### RECORDS TO PROCESS
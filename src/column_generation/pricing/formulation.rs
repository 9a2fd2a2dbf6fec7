//! Time-indexed pricing MIP of one service.
//!
//! Variables, all relative to the horizon start:
//!
//! * `y[n][f][δ]` middlebox n starts on VNF f at δ. Only created for VNFs of the right type
//!   that are free in the snapshot over the whole processing time, and for starts that leave
//!   room for the rest of the chain before the due slot.
//! * `z[n][f][δ]` middlebox n occupies f at δ, the sum of `y` over the last `p_n` slots.
//! * `l[a][e]` virtual link e is routed over arc a.
//! * `θ[δ][e]` / `θ̂[δ][e]` virtual link e starts / occupies bandwidth at δ.
//! * `w[l][e][δ]` the product of "e is routed over link l" and `θ̂[δ][e]`.
//! * `v` the completion time of the last middlebox.
//!
//! Machine hosting `h[n][m]` only appears as the linear expression `Σ_{f on m} Σ_δ y[n][f][δ]`
//! inside the flow conservation rows.

use std::collections::{BTreeMap, HashMap};

use crate::column_generation::master::DualPrices;
use crate::column_generation::verification::RawAssignment;
use crate::config::CgConfig;
use crate::domain::id::{LinkId, MachineId, VnfId};
use crate::domain::network::{DirectedArc, Network, SubstrateSnapshot};
use crate::domain::service::Service;
use crate::domain::time_matrix::TimeMatrix;
use crate::solver::{Cmp, LinExpr, Model, Sense, Solution, VarId};

/// Bounded start window of one middlebox, `latest` inclusive.
#[derive(Debug, Clone, Copy)]
struct StartWindow {
    earliest: usize,
    latest: usize,
}

#[derive(Debug, Clone, Copy)]
struct StartVar {
    middlebox: usize,
    vnf: VnfId,
    slot: usize,
    var: VarId,
}

#[derive(Debug, Clone, Copy)]
struct ArcVar {
    virtual_link: usize,
    arc: DirectedArc,
    var: VarId,
}

#[derive(Debug, Clone, Copy)]
struct SlotVar {
    index: usize,
    slot: usize,
    var: VarId,
}

#[derive(Debug, Clone, Copy)]
struct CarriedVar {
    link: LinkId,
    slot: usize,
    var: VarId,
}

/// The built MIP together with the variable maps needed to read a solution back.
#[derive(Debug)]
pub(crate) struct PricingFormulation {
    model: Model,
    horizon: usize,
    vnf_count: usize,
    link_count: usize,
    bandwidth: i64,
    chain_len: usize,
    y: Vec<StartVar>,
    z: Vec<(VnfId, usize, VarId)>,
    l: Vec<ArcVar>,
    theta: Vec<SlotVar>,
    w: Vec<CarriedVar>,
    v: VarId,
}

impl PricingFormulation {
    /// Builds the pricing MIP for `service` under `duals`.
    ///
    /// # Returns
    /// `None` if the service cannot be scheduled in the snapshot at all, e.g. because a
    /// middlebox has no free VNF of its type inside its window or the chain is empty.
    pub(crate) fn build(
        service: &Service,
        network: &Network,
        snapshot: &SubstrateSnapshot,
        config: &CgConfig,
        duals: &DualPrices,
        window: (usize, usize),
    ) -> Option<Self> {
        let horizon = snapshot.horizon();
        let middleboxes = service.middleboxes();
        let tau = service.transmission_time() as usize;
        let bandwidth = service.bandwidth;
        let (earliest, latest_end) = window;

        let windows = start_windows(service, earliest, latest_end)?;

        let mut model = Model::new(format!("pricing-service-{}", service.id), Sense::Maximize);
        model.set_objective_constant(config.admission_reward() - duals.service(service.id));

        // y and the VNF dual cost of every start.
        let mut y: Vec<StartVar> = Vec::new();
        for (n, middlebox) in middleboxes.iter().enumerate() {
            let p = middlebox.processing_time as usize;
            let first = y.len();

            for vnf in network.vnfs_of_type(middlebox.vnf_type) {
                for slot in windows[n].earliest..=windows[n].latest {
                    if !snapshot.vnf_free_over(vnf.id, slot, p) {
                        continue;
                    }
                    let cost: f64 = (slot..slot + p).map(|t| duals.vnf(vnf.id, t)).sum();
                    let var = model.add_binary(format!("y_{}_{}_{}", n, vnf.id, slot), -cost);
                    y.push(StartVar { middlebox: n, vnf: vnf.id, slot, var });
                }
            }

            if y.len() == first {
                log::debug!("Service {}: middlebox {} has no free VNF of type {:?} in its window", service.id, n, middlebox.vnf_type);
                return None;
            }

            let assign: LinExpr = y[first..].iter().map(|s| (s.var, 1.0)).collect();
            model.add_constraint(format!("assign_{}", n), assign, Cmp::Eq, 1.0);
        }

        // z and per-slot VNF exclusivity.
        let mut z = Vec::new();
        let mut occupancy: BTreeMap<(VnfId, usize), Vec<VarId>> = BTreeMap::new();
        for (n, middlebox) in middleboxes.iter().enumerate() {
            let p = middlebox.processing_time as usize;
            let mut covering: BTreeMap<(VnfId, usize), LinExpr> = BTreeMap::new();

            for start in y.iter().filter(|s| s.middlebox == n) {
                for t in start.slot..start.slot + p {
                    covering.entry((start.vnf, t)).or_default().add(start.var, -1.0);
                }
            }

            for ((vnf, t), mut expr) in covering {
                let var = model.add_continuous(format!("z_{}_{}_{}", n, vnf, t), 0.0, f64::INFINITY, 0.0);
                expr.add(var, 1.0);
                model.add_constraint(format!("occupy_{}_{}_{}", n, vnf, t), expr, Cmp::Eq, 0.0);
                occupancy.entry((vnf, t)).or_default().push(var);
                z.push((vnf, t, var));
            }
        }
        for ((vnf, t), vars) in &occupancy {
            if vars.len() > 1 {
                let expr: LinExpr = vars.iter().map(|&v| (v, 1.0)).collect();
                model.add_constraint(format!("exclusive_{}_{}", vnf, t), expr, Cmp::Le, 1.0);
            }
        }

        // Routing and transmission per virtual link.
        let mut l: Vec<ArcVar> = Vec::new();
        let mut theta: Vec<SlotVar> = Vec::new();
        let mut w: Vec<CarriedVar> = Vec::new();
        let mut carried: BTreeMap<(LinkId, usize), Vec<VarId>> = BTreeMap::new();

        for e in 0..service.virtual_links().len() {
            let p = middleboxes[e].processing_time as usize;
            let first_start = windows[e].earliest + p;
            let last_start = windows[e + 1].latest.checked_sub(tau).filter(|&t| t >= first_start);

            let mut thetas: Vec<SlotVar> = Vec::new();
            let mut routes: Vec<ArcVar> = Vec::new();

            if let Some(last_start) = last_start {
                for slot in first_start..=last_start {
                    let var = model.add_binary(format!("theta_{}_{}", e, slot), 0.0);
                    thetas.push(SlotVar { index: e, slot, var });
                }

                let busy = first_start..last_start + tau;
                for arc in network.arcs() {
                    let usable = busy.clone().any(|t| snapshot.link_residual(arc.link, t) >= bandwidth);
                    if !usable {
                        continue;
                    }
                    let weight = network.link(arc.link).map_or(0.0, |link| link.weight);
                    let var = model.add_binary(format!("l_{}_{}_{}_{}", e, arc.link, arc.from, arc.to), -config.routing_weight * weight);
                    routes.push(ArcVar { virtual_link: e, arc: *arc, var });
                }
            }

            add_flow_conservation(&mut model, network, e, &y, &routes);

            if thetas.is_empty() {
                continue;
            }

            // At most one transmission, and one iff the route is non-empty.
            let theta_sum: LinExpr = thetas.iter().map(|t| (t.var, 1.0)).collect();
            model.add_constraint(format!("transmit_once_{}", e), theta_sum.clone(), Cmp::Le, 1.0);

            let mut transmission_needs_route = theta_sum.clone();
            for route in &routes {
                transmission_needs_route.add(route.var, -1.0);
                let mut needs_transmission = theta_sum.clone();
                needs_transmission.add(route.var, -1.0);
                model.add_constraint(format!("route_needs_transmission_{}_{}", e, route.var.index()), needs_transmission, Cmp::Ge, 0.0);
            }
            model.add_constraint(format!("transmission_needs_route_{}", e), transmission_needs_route, Cmp::Le, 0.0);

            // A link is used in at most one direction per virtual link.
            let mut per_link: BTreeMap<LinkId, LinExpr> = BTreeMap::new();
            for route in &routes {
                per_link.entry(route.arc.link).or_default().add(route.var, 1.0);
            }
            for (link, expr) in &per_link {
                if expr.terms().len() > 1 {
                    model.add_constraint(format!("one_direction_{}_{}", e, link), expr.clone(), Cmp::Le, 1.0);
                }
            }

            // θ̂ and its product with the link usage.
            let busy_end = thetas.last().map_or(0, |t| t.slot + tau);
            for slot in thetas[0].slot..busy_end.min(horizon) {
                let mut window_expr: LinExpr = thetas.iter().filter(|t| t.slot <= slot && slot < t.slot + tau).map(|t| (t.var, -1.0)).collect();
                let theta_hat = model.add_continuous(format!("theta_hat_{}_{}", e, slot), 0.0, f64::INFINITY, 0.0);
                window_expr.add(theta_hat, 1.0);
                model.add_constraint(format!("occupy_link_{}_{}", e, slot), window_expr, Cmp::Eq, 0.0);

                for (link, uses_link) in &per_link {
                    let price = duals.link(*link, slot) * bandwidth as f64;
                    let var = model.add_continuous(format!("w_{}_{}_{}", link, e, slot), 0.0, f64::INFINITY, -price);

                    let mut under_route = LinExpr::new().term(var, 1.0);
                    let mut both = LinExpr::new().term(theta_hat, 1.0).term(var, -1.0);
                    for &(route_var, _) in uses_link.terms() {
                        under_route.add(route_var, -1.0);
                        both.add(route_var, 1.0);
                    }
                    model.add_constraint(format!("w_route_{}_{}_{}", link, e, slot), under_route, Cmp::Le, 0.0);
                    model.add_constraint(format!("w_time_{}_{}_{}", link, e, slot), LinExpr::new().term(var, 1.0).term(theta_hat, -1.0), Cmp::Le, 0.0);
                    model.add_constraint(format!("w_both_{}_{}_{}", link, e, slot), both, Cmp::Le, 1.0);

                    carried.entry((*link, slot)).or_default().push(var);
                    w.push(CarriedVar { link: *link, slot, var });
                }
            }

            add_precedence(&mut model, e, p, tau, horizon, &y, &thetas);
            theta.extend(thetas);
            l.extend(routes);
        }

        // Successor order for co-located middleboxes without a transmission window.
        for e in 0..service.virtual_links().len() {
            add_processing_order(&mut model, e, middleboxes[e].processing_time as usize, horizon, &y);
        }

        // Link capacity, only where the carried bandwidth could exceed the residual.
        for ((link, slot), vars) in &carried {
            let residual = snapshot.link_residual(*link, *slot);
            if bandwidth * vars.len() as i64 > residual {
                let expr: LinExpr = vars.iter().map(|&v| (v, bandwidth as f64)).collect();
                model.add_constraint(format!("capacity_{}_{}", link, slot), expr, Cmp::Le, residual as f64);
            }
        }

        // Completion time of the last middlebox.
        let last = middleboxes.len().checked_sub(1)?;
        let p_last = middleboxes[last].processing_time as f64;
        let v = model.add_continuous("v", 0.0, f64::INFINITY, -config.completion_penalty(horizon));
        let mut completion: LinExpr = y.iter().filter(|s| s.middlebox == last).map(|s| (s.var, -(s.slot as f64 + p_last))).collect();
        completion.add(v, 1.0);
        model.add_constraint("completion", completion, Cmp::Eq, 0.0);

        Some(Self {
            model,
            horizon,
            vnf_count: network.vnfs().len(),
            link_count: network.links().len(),
            bandwidth,
            chain_len: middleboxes.len(),
            y,
            z,
            l,
            theta,
            w,
            v,
        })
    }

    pub(crate) fn model(&self) -> &Model {
        &self.model
    }

    /// Reads the binary decisions and the reported usage out of a solver solution.
    pub(crate) fn extract(&self, service: &Service, solution: &Solution) -> RawAssignment {
        let is_set = |var: VarId| solution.value(var) > 0.5;
        let links = service.virtual_links().len();

        let mut starts = vec![Vec::new(); self.chain_len];
        for s in self.y.iter().filter(|s| is_set(s.var)) {
            starts[s.middlebox].push((s.vnf, s.slot as u32));
        }

        let mut routes = vec![Vec::new(); links];
        for a in self.l.iter().filter(|a| is_set(a.var)) {
            routes[a.virtual_link].push(a.arc);
        }

        let mut transmission_starts = vec![Vec::new(); links];
        for t in self.theta.iter().filter(|t| is_set(t.var)) {
            transmission_starts[t.index].push(t.slot as u32);
        }

        let mut reported_vnf_usage = TimeMatrix::new(self.vnf_count, self.horizon);
        for &(vnf, slot, var) in &self.z {
            let occupied = solution.value(var).round().max(0.0) as u8;
            if occupied > 0 {
                reported_vnf_usage.add(vnf.index(), slot, occupied);
            }
        }

        let mut reported_link_usage = TimeMatrix::new(self.link_count, self.horizon);
        for c in &self.w {
            let carried = solution.value(c.var).round().max(0.0) as i64;
            if carried > 0 {
                reported_link_usage.add(c.link.index(), c.slot, carried * self.bandwidth);
            }
        }

        RawAssignment {
            service: service.id,
            starts,
            routes,
            transmission_starts,
            reported_vnf_usage,
            reported_link_usage,
            reported_completion: solution.value(self.v).round().max(0.0) as u32,
        }
    }
}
######
In the data above, find each line that has the word "inside" and copy it out.

//! inside the flow conservation rows.
    /// middlebox has no free VNF of its type inside its window or the chain is empty.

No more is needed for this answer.